Implications for Future Developments

The implications of this paper are substantial for both theoretical advancement and practical applications in AI and Software Engineering. The formal framework and practical considerations delineated in do$_{code potentially transform how researchers and practitioners approach NCM interpretability. By proposing a shift from associational to causal interpretability, future developments in AI can focus on establishing trust and reliability in automated systems, crucial for deployment in real-world settings.

Moreover, these findings emphasize the need to consider not only the surface performance metrics but delve deeper into the causative factors underpinning model predictions.

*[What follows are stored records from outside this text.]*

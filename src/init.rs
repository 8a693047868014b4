// Initialization utilities for the command-line tool
//
// Logging/tracing setup and translation of runtime config into writer settings

use anyhow::{bail, Context, Result};
use std::path::Path;
use upsert2parquet_config::{LogConfig, LogFormat, RuntimeConfig};
use upsert2parquet_core::{DuplicatePolicy, Granularity};
use upsert2parquet_writer::WriteMode;

/// Initialize tracing/logging from the logging section of the config
///
/// Logs go to stderr so command output on stdout stays machine-readable.
pub(crate) fn init_tracing(config: &LogConfig) {
    use tracing_subscriber::{fmt, prelude::*, EnvFilter};

    // Parse log level from config
    let env_filter =
        EnvFilter::try_new(&config.log_level).unwrap_or_else(|_| EnvFilter::new("info"));

    let registry = tracing_subscriber::registry().with(env_filter);

    // Try to set the global subscriber; ignore error if already set (idempotent)
    let _ = match config.log_format {
        LogFormat::Json => tracing::subscriber::set_global_default(
            registry.with(fmt::layer().json().with_writer(std::io::stderr)),
        ),
        LogFormat::Text => tracing::subscriber::set_global_default(
            registry.with(fmt::layer().with_writer(std::io::stderr)),
        ),
    };
}

/// Load config from an explicit file, or from the default sources
pub(crate) fn load_config(path: Option<&Path>) -> Result<RuntimeConfig> {
    match path {
        Some(path) => RuntimeConfig::load_from_path(path)
            .with_context(|| format!("Failed to load config from {}", path.display())),
        None => RuntimeConfig::load().context("Failed to load configuration"),
    }
}

/// Granularity from the command line, falling back to `dataset.granularity`
pub(crate) fn resolve_granularity(
    flag: Option<&str>,
    config: &RuntimeConfig,
) -> Result<Granularity> {
    let Some(raw) = flag.or(config.dataset.granularity.as_deref()) else {
        bail!("No granularity given: pass --granularity or set dataset.granularity in the config file");
    };
    raw.parse::<Granularity>()
        .with_context(|| format!("Invalid granularity '{}'", raw))
}

/// Duplicate columns from the command line, falling back to `dataset.drop_duplicates_on`
pub(crate) fn resolve_policy(flags: &[String], config: &RuntimeConfig) -> DuplicatePolicy {
    if flags.is_empty() {
        DuplicatePolicy::from_columns(config.dataset.drop_duplicates_on.clone())
    } else {
        DuplicatePolicy::Columns(flags.to_vec())
    }
}

pub(crate) fn resolve_mode(create: bool, config: &RuntimeConfig) -> WriteMode {
    if create || !config.dataset.append {
        WriteMode::Create
    } else {
        WriteMode::Append
    }
}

This helps in drawing more rigorous evaluations and making informed decisions about using NCMs in software engineering endeavors. As the authors illustrate, understanding the 'why' of model performance enhances the ability to predict changes and make adaptations, anchoring the role of causal interpretability in advancing Software Engineering research.

Ultimately, this work contributes a stepping stone toward establishing a robust science of causal interpretability, setting precedents for designing trustworthy AI tools in Software Engineering with rigorous empirical backing.